Entries shown.
// SPDX-License-Identifier: MIT

//! Built-in action handlers: `http`, `transform` and `wait`

pub mod http;
pub mod transform;
pub mod wait;

use std::sync::Arc;
use std::time::Duration;

use crate::adk::action::ActionHandler;
use crate::stepflow::config::EngineConfig;
use crate::stepflow::workflow::registry::ActionRegistry;

pub use http::HttpAction;
pub use transform::TransformAction;
pub use wait::WaitAction;

pub fn create_actions(config: &EngineConfig) -> Vec<Arc<dyn ActionHandler>> {
    vec![
        Arc::new(HttpAction::new(Duration::from_secs(config.http_timeout_secs))),
        Arc::new(TransformAction),
        Arc::new(WaitAction),
    ]
}

/// Register every built-in action in `registry`
pub async fn register_builtin(registry: &ActionRegistry, config: &EngineConfig) {
    for action in create_actions(config) {
        log::debug!("Registered action: {}", action.name());
        registry.register(action).await;
    }
}

#[cfg(test)]
mod tests {
    use super::*;

    #[tokio::test]
    async fn test_register_builtin() {
        let registry = ActionRegistry::new();
        register_builtin(&registry, &EngineConfig::default()).await;
        let names: Vec<String> = registry
            .describe()
            .await
            .iter()
            .map(|d| d["name"].as_str().unwrap_or_default().to_string())
            .collect();
        assert_eq!(names, vec!["http", "transform", "wait"]);
    }
}
fn describe(token: &Token) -> String {
    match token {
        Token::Number(n) => format!("number {}", n),
        Token::Str(s) => format!("string '{}'", s),
        Token::Ident(name) => format!("'{}'", name),
        Token::LParen => "'('".to_string(),
        Token::RParen => "')'".to_string(),
        Token::LBracket => "'['".to_string(),
        Token::RBracket => "']'".to_string(),
        Token::Comma => "','".to_string(),
        Token::Dot => "'.'".to_string(),
        Token::Question => "'?'".to_string(),
        Token::Colon => "':'".to_string(),
        Token::Bang => "'!'".to_string(),
        Token::Plus => "'+'".to_string(),
        Token::Minus => "'-'".to_string(),
        Token::Star => "'*'".to_string(),
        Token::Slash => "'/'".to_string(),
        Token::Percent => "'%'".to_string(),
        Token::EqEq => "'=='".to_string(),
        Token::NotEq => "'!='".to_string(),
        Token::Lt => "'<'".to_string(),
        Token::Lte => "'<='".to_string(),
        Token::Gt => "'>'".to_string(),
        Token::Gte => "'>='".to_string(),
        Token::AndAnd => "'&&'".to_string(),
        Token::OrOr => "'||'".to_string(),
        Token::QuestionQuestion => "'??'".to_string(),
        Token::Eof => "end of expression".to_string(),
    }
}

What the task requires. Each line above is to be copied exactly as written.

Final answer.
// SPDX-License-Identifier: MIT

//! Built-in action handlers: `http`, `transform` and `wait`

pub mod http;
pub mod transform;
pub mod wait;

use std::sync::Arc;
use std::time::Duration;

use crate::adk::action::ActionHandler;
use crate::stepflow::config::EngineConfig;
use crate::stepflow::workflow::registry::ActionRegistry;

pub use http::HttpAction;
pub use transform::TransformAction;
pub use wait::WaitAction;

pub fn create_actions(config: &EngineConfig) -> Vec<Arc<dyn ActionHandler>> {
    vec![
        Arc::new(HttpAction::new(Duration::from_secs(config.http_timeout_secs))),
        Arc::new(TransformAction),
        Arc::new(WaitAction),
    ]
}

/// Register every built-in action in `registry`
pub async fn register_builtin(registry: &ActionRegistry, config: &EngineConfig) {
    for action in create_actions(config) {
        log::debug!("Registered action: {}", action.name());
        registry.register(action).await;
    }
}

#[cfg(test)]
mod tests {
    use super::*;

    #[tokio::test]
    async fn test_register_builtin() {
        let registry = ActionRegistry::new();
        register_builtin(&registry, &EngineConfig::default()).await;
        let names: Vec<String> = registry
            .describe()
            .await
            .iter()
            .map(|d| d["name"].as_str().unwrap_or_default().to_string())
            .collect();
        assert_eq!(names, vec!["http", "transform", "wait"]);
    }
}
fn describe(token: &Token) -> String {
    match token {
        Token::Number(n) => format!("number {}", n),
        Token::Str(s) => format!("string '{}'", s),
        Token::Ident(name) => format!("'{}'", name),
        Token::LParen => "'('".to_string(),
        Token::RParen => "')'".to_string(),
        Token::LBracket => "'['".to_string(),
        Token::RBracket => "']'".to_string(),
        Token::Comma => "','".to_string(),
        Token::Dot => "'.'".to_string(),
        Token::Question => "'?'".to_string(),
        Token::Colon => "':'".to_string(),
        Token::Bang => "'!'".to_string(),
        Token::Plus => "'+'".to_string(),
        Token::Minus => "'-'".to_string(),
        Token::Star => "'*'".to_string(),
        Token::Slash => "'/'".to_string(),
        Token::Percent => "'%'".to_string(),
        Token::EqEq => "'=='".to_string(),
        Token::NotEq => "'!='".to_string(),
        Token::Lt => "'<'".to_string(),
        Token::Lte => "'<='".to_string(),
        Token::Gt => "'>'".to_string(),
        Token::Gte => "'>='".to_string(),
        Token::AndAnd => "'&&'".to_string(),
        Token::OrOr => "'||'".to_string(),
        Token::QuestionQuestion => "'??'".to_string(),
        Token::Eof => "end of expression".to_string(),
    }
}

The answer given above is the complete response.